## Task requirements
Go through the data below and return each line where the string "given" occurs.

## Provided records
______

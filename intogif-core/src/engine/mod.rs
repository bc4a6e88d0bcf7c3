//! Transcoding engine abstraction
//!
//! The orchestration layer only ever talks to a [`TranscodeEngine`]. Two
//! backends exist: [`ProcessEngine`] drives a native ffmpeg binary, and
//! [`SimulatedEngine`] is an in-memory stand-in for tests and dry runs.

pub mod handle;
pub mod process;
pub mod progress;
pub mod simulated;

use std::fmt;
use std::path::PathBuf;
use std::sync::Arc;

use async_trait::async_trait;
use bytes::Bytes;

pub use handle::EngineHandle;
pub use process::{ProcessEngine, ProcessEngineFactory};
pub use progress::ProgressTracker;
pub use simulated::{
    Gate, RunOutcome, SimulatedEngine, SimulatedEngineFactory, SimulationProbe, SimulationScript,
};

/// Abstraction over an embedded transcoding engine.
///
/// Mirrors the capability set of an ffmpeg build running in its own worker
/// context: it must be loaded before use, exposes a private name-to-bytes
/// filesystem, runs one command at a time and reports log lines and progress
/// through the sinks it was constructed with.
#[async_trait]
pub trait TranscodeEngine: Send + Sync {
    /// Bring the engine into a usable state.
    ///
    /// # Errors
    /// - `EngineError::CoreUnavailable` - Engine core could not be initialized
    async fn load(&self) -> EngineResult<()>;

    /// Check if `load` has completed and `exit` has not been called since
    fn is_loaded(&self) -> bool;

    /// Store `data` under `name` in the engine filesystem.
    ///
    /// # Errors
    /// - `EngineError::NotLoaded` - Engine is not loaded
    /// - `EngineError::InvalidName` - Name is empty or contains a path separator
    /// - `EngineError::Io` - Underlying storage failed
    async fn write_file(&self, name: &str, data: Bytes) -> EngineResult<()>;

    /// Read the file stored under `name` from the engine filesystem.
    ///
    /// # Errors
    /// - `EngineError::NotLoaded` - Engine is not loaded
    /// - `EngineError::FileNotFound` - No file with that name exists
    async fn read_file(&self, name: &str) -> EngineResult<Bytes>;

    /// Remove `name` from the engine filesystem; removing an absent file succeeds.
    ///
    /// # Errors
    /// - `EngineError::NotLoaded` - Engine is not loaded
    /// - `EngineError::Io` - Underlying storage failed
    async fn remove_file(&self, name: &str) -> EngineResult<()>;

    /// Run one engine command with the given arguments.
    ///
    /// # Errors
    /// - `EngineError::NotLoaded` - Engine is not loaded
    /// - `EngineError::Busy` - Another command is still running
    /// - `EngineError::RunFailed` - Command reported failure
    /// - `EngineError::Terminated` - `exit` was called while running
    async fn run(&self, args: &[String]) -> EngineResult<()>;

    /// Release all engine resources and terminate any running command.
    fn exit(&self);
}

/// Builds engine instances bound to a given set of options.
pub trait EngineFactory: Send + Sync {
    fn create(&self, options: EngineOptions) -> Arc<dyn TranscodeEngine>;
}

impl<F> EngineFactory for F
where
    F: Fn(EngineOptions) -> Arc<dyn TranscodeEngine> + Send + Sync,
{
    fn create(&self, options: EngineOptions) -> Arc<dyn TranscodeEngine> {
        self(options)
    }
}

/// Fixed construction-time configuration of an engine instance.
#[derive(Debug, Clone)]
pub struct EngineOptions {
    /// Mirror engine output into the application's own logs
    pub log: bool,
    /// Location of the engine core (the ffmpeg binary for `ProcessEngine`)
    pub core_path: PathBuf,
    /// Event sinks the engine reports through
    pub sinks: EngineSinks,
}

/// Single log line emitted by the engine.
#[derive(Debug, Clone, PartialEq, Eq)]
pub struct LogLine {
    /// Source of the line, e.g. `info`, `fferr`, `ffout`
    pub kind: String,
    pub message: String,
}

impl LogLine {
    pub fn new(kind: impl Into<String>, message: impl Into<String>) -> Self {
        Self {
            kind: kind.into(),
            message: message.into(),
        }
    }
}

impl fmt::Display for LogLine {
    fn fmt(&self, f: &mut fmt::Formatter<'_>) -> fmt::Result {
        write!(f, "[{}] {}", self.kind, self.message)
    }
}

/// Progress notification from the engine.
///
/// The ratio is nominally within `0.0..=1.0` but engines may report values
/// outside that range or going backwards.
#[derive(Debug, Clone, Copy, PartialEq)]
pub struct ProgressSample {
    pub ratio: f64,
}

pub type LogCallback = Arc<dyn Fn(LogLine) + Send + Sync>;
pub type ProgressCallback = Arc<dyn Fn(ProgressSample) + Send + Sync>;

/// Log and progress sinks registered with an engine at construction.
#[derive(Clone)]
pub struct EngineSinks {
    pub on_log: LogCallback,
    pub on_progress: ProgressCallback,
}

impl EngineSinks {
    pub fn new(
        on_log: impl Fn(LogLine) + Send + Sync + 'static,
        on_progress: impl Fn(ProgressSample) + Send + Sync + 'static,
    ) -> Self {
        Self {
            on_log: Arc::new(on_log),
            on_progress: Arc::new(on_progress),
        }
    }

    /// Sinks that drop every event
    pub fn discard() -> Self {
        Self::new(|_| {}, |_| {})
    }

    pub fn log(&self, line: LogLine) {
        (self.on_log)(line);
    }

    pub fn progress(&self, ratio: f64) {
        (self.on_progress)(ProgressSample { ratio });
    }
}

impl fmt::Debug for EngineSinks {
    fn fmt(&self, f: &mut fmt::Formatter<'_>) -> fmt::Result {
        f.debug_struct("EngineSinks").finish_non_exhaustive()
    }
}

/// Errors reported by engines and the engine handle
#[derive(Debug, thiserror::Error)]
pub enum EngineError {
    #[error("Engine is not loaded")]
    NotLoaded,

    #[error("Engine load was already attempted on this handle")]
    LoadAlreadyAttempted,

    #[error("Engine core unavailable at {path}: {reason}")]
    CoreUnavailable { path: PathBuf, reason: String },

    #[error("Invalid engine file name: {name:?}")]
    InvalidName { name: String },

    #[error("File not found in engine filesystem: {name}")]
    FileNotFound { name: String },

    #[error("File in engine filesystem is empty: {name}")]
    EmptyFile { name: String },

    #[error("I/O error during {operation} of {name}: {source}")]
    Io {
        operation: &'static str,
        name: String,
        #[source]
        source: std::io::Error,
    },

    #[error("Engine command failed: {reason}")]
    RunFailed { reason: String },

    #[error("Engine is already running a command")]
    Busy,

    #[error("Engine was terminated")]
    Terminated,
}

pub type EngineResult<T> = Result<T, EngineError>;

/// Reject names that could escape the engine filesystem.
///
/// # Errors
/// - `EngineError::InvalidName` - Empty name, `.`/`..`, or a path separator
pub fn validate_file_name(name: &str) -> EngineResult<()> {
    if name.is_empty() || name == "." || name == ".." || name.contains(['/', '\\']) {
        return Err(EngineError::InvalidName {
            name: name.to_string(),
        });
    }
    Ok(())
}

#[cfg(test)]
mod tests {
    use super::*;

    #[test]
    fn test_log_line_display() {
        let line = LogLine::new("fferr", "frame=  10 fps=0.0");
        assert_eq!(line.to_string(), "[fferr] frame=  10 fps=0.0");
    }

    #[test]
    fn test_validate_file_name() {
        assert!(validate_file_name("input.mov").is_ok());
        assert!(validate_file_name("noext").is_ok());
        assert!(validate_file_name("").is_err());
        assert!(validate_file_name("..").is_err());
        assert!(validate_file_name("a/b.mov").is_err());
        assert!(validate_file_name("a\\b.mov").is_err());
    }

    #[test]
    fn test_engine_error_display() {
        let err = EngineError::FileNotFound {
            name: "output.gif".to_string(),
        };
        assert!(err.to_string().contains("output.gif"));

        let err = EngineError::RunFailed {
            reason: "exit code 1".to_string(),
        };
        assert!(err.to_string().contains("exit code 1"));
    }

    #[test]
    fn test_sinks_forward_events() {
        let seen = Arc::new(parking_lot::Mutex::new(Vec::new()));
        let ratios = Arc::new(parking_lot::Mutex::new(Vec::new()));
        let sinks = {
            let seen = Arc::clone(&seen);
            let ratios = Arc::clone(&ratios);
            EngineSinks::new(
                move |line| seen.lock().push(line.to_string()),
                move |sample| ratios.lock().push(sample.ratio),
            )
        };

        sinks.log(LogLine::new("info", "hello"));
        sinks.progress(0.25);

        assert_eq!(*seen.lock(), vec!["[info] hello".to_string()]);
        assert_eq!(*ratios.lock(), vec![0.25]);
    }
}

______

## Answer for this exercise
    /// Run one engine command with the given arguments.
/// Builds engine instances bound to a given set of options.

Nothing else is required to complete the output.